» Work task:
The response must contain every line from the records below that has "Debug".

» Records provided:
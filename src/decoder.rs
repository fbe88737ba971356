//! Pure, stateless decoding of Ruuvi manufacturer-data frames.
//!
//! Nothing in this module touches the network, the clock (beyond stamping
//! `observed_at` at the call site), or any shared state. A malformed frame
//! is always a `None`/rejection, never a panic.

use chrono::{DateTime, Utc};

pub const RUUVI_MANUFACTURER_ID: u16 = 0x0499;

const FORMAT_3_TAG: u8 = 3;
const FORMAT_5_TAG: u8 = 5;
const FORMAT_3_MIN_LEN: usize = 14;
const FORMAT_5_MIN_LEN: usize = 24;

#[derive(Debug, Clone, Copy, PartialEq, Eq)]
pub enum FormatTag {
    Format3,
    Format5,
}

#[derive(Debug, Clone, PartialEq)]
pub struct Measurement {
    pub mac_address: String,
    pub observed_at: DateTime<Utc>,
    pub format_tag: FormatTag,
    pub temperature_c: Option<f64>,
    pub humidity_pct: Option<f64>,
    pub pressure_hpa: Option<f64>,
    pub accel_x_g: Option<f64>,
    pub accel_y_g: Option<f64>,
    pub accel_z_g: Option<f64>,
    pub battery_v: Option<f64>,
    pub tx_power_dbm: Option<i32>,
    pub movement_counter: Option<u8>,
    pub sequence: Option<u16>,
    pub rssi_dbm: Option<i16>,
    pub raw_bytes: Vec<u8>,
}

impl Measurement {
    /// Sets rssi only when the adapter actually reported one. `bluer`
    /// returns `Ok(None)` until it has cached a reading for the device;
    /// that must stay absent rather than become a fabricated `0`.
    pub fn with_rssi(mut self, rssi: Option<i16>) -> Self {
        if let Some(rssi) = rssi {
            self.rssi_dbm = Some(rssi);
        }
        self
    }

    pub fn with_mac(mut self, mac: String) -> Self {
        if self.mac_address.is_empty() {
            self.mac_address = mac;
        }
        self
    }
}

/// Rejects a payload that did not match a known Ruuvi frame. The reason is
/// for diagnostics only; callers must not treat it as a propagating error.
#[derive(Debug, Clone, PartialEq, Eq)]
pub struct DecodeRejection {
    pub reason: &'static str,
}

pub type DecodeResult = Result<Measurement, DecodeRejection>;

/// Decode one manufacturer-data entry. `manufacturer_id` is the 16-bit
/// little-endian key BlueZ/the adapter reports for the AD structure;
/// `payload` is the bytes that follow it (tag byte first).
pub fn decode(manufacturer_id: u16, payload: &[u8], now: DateTime<Utc>) -> DecodeResult {
    if manufacturer_id != RUUVI_MANUFACTURER_ID {
        return Err(DecodeRejection {
            reason: "manufacturer_id is not Ruuvi",
        });
    }
    match payload.first() {
        Some(&FORMAT_3_TAG) => decode_format_3(payload, now),
        Some(&FORMAT_5_TAG) => decode_format_5(payload, now),
        Some(_) => Err(DecodeRejection {
            reason: "unknown data format tag",
        }),
        None => Err(DecodeRejection { reason: "empty payload" }),
    }
}

fn decode_format_3(payload: &[u8], now: DateTime<Utc>) -> DecodeResult {
    if payload.len() < FORMAT_3_MIN_LEN {
        return Err(DecodeRejection {
            reason: "format 3 payload shorter than 14 bytes",
        });
    }

    let humidity_pct = payload[1] as f64 * 0.5;
    let temp_int = payload[2] as i8 as f64;
    let temp_frac = payload[3] as f64 / 100.0;
    let temperature_c = temp_int + temp_frac;
    let pressure_raw = u16::from_be_bytes([payload[4], payload[5]]) as f64;
    let pressure_hpa = (pressure_raw + 50_000.0) / 100.0;
    let accel_x_g = i16::from_be_bytes([payload[6], payload[7]]) as f64 / 1000.0;
    let accel_y_g = i16::from_be_bytes([payload[8], payload[9]]) as f64 / 1000.0;
    let accel_z_g = i16::from_be_bytes([payload[10], payload[11]]) as f64 / 1000.0;
    let battery_v = u16::from_be_bytes([payload[12], payload[13]]) as f64 / 1000.0;

    Ok(Measurement {
        mac_address: String::new(),
        observed_at: now,
        format_tag: FormatTag::Format3,
        temperature_c: Some(temperature_c),
        humidity_pct: Some(humidity_pct),
        pressure_hpa: Some(pressure_hpa),
        accel_x_g: Some(accel_x_g),
        accel_y_g: Some(accel_y_g),
        accel_z_g: Some(accel_z_g),
        battery_v: Some(battery_v),
        tx_power_dbm: None,
        movement_counter: None,
        sequence: None,
        rssi_dbm: None,
        raw_bytes: payload.to_vec(),
    })
}

fn decode_format_5(payload: &[u8], now: DateTime<Utc>) -> DecodeResult {
    if payload.len() < FORMAT_5_MIN_LEN {
        return Err(DecodeRejection {
            reason: "format 5 payload shorter than 24 bytes",
        });
    }

    let temperature_c = i16::from_be_bytes([payload[1], payload[2]]) as f64 * 0.005;
    let humidity_pct = u16::from_be_bytes([payload[3], payload[4]]) as f64 * 0.0025;
    let pressure_raw = u16::from_be_bytes([payload[5], payload[6]]) as f64;
    let pressure_hpa = (pressure_raw + 50_000.0) / 100.0;
    let accel_x_g = i16::from_be_bytes([payload[7], payload[8]]) as f64 / 1000.0;
    let accel_y_g = i16::from_be_bytes([payload[9], payload[10]]) as f64 / 1000.0;
    let accel_z_g = i16::from_be_bytes([payload[11], payload[12]]) as f64 / 1000.0;

    let power_info = u16::from_be_bytes([payload[13], payload[14]]);
    let battery_v = ((power_info >> 5) as f64 + 1600.0) / 1000.0;
    let tx_power_dbm = (power_info & 0x1F) as i32 * 2 - 40;

    let movement_counter = payload[15];
    let sequence = u16::from_be_bytes([payload[16], payload[17]]);
    let mac_address = format_mac(&payload[18..24]);

    Ok(Measurement {
        mac_address,
        observed_at: now,
        format_tag: FormatTag::Format5,
        temperature_c: Some(temperature_c),
        humidity_pct: Some(humidity_pct),
        pressure_hpa: Some(pressure_hpa),
        accel_x_g: Some(accel_x_g),
        accel_y_g: Some(accel_y_g),
        accel_z_g: Some(accel_z_g),
        battery_v: Some(battery_v),
        tx_power_dbm: Some(tx_power_dbm),
        movement_counter: Some(movement_counter),
        sequence: Some(sequence),
        rssi_dbm: None,
        raw_bytes: payload.to_vec(),
    })
}

fn format_mac(bytes: &[u8]) -> String {
    bytes
        .iter()
        .map(|b| format!("{b:02X}"))
        .collect::<Vec<_>>()
        .join(":")
}

#[cfg(test)]
mod tests {
    use super::*;
    use chrono::TimeZone;

    fn ts() -> DateTime<Utc> {
        Utc.with_ymd_and_hms(2026, 7, 27, 0, 0, 0).unwrap()
    }

    #[test]
    fn format5_indoor_frame_decodes() {
        let payload = [
            0x05, 0x0F, 0xA0, 0x27, 0x10, 0x27, 0x10, 0x03, 0xE8, 0xFF, 0x38, 0x00, 0x64, 0xC8,
            0x18, 0x2A, 0x01, 0x00, 0xAA, 0xBB, 0xCC, 0xDD, 0xEE, 0xFF,
        ];
        let m = decode(RUUVI_MANUFACTURER_ID, &payload, ts()).expect("decodes");
        assert_eq!(m.format_tag, FormatTag::Format5);
        assert_eq!(m.temperature_c, Some(20.0));
        assert_eq!(m.humidity_pct, Some(25.0));
        assert_eq!(m.pressure_hpa, Some(600.00));
        assert_eq!(m.accel_x_g, Some(1.0));
        assert_eq!(m.accel_y_g, Some(-0.2));
        assert_eq!(m.accel_z_g, Some(0.1));
        assert_eq!(m.battery_v, Some(3.2));
        assert_eq!(m.tx_power_dbm, Some(8));
        assert_eq!(m.movement_counter, Some(42));
        assert_eq!(m.sequence, Some(256));
        assert_eq!(m.mac_address, "AA:BB:CC:DD:EE:FF");
    }

    #[test]
    fn format3_cold_outdoor_frame_applies_documented_sign_bug() {
        let payload = [
            0x03, 0xA0, 0xF6, 0x19, 0x1E, 0x14, 0x00, 0x32, 0x00, 0x64, 0x03, 0xE8, 0x0A, 0x8C,
        ];
        let m = decode(RUUVI_MANUFACTURER_ID, &payload, ts()).expect("decodes");
        assert_eq!(m.humidity_pct, Some(80.0));
        assert_eq!(m.temperature_c, Some(-9.75));
        assert_eq!(m.pressure_hpa, Some(577.00));
        assert_eq!(m.battery_v, Some(2.7));
    }

    #[test]
    fn undersized_format3_payload_is_rejected_without_panicking() {
        let payload = [0x03, 0x32, 0x14];
        let result = decode(RUUVI_MANUFACTURER_ID, &payload, ts());
        assert!(result.is_err());
    }

    #[test]
    fn non_ruuvi_manufacturer_id_is_rejected() {
        let payload = [0x05u8; 24];
        let result = decode(0x004C, &payload, ts());
        assert_eq!(
            result.unwrap_err().reason,
            "manufacturer_id is not Ruuvi"
        );
    }

    #[test]
    fn temperature_tick_boundaries_round_trip() {
        let mut payload = vec![0x05u8; 24];
        payload[1..3].copy_from_slice(&(-32768i16).to_be_bytes());
        let m = decode(RUUVI_MANUFACTURER_ID, &payload, ts()).expect("decodes");
        assert_eq!(m.temperature_c, Some(-163.84));

        payload[1..3].copy_from_slice(&(32767i16).to_be_bytes());
        let m = decode(RUUVI_MANUFACTURER_ID, &payload, ts()).expect("decodes");
        assert_eq!(m.temperature_c, Some(163.835));
    }

    #[test]
    fn empty_payload_is_rejected() {
        let result = decode(RUUVI_MANUFACTURER_ID, &[], ts());
        assert_eq!(result.unwrap_err().reason, "empty payload");
    }

    #[test]
    fn with_rssi_none_leaves_field_absent() {
        let payload = [0x05u8; 24];
        let m = decode(RUUVI_MANUFACTURER_ID, &payload, ts())
            .expect("decodes")
            .with_rssi(None);
        assert_eq!(m.rssi_dbm, None);
    }

    #[test]
    fn with_rssi_some_sets_field() {
        let payload = [0x05u8; 24];
        let m = decode(RUUVI_MANUFACTURER_ID, &payload, ts())
            .expect("decodes")
            .with_rssi(Some(-72));
        assert_eq!(m.rssi_dbm, Some(-72));
    }
}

» The answer:
#[derive(Debug, Clone, Copy, PartialEq, Eq)]
#[derive(Debug, Clone, PartialEq)]
#[derive(Debug, Clone, PartialEq, Eq)]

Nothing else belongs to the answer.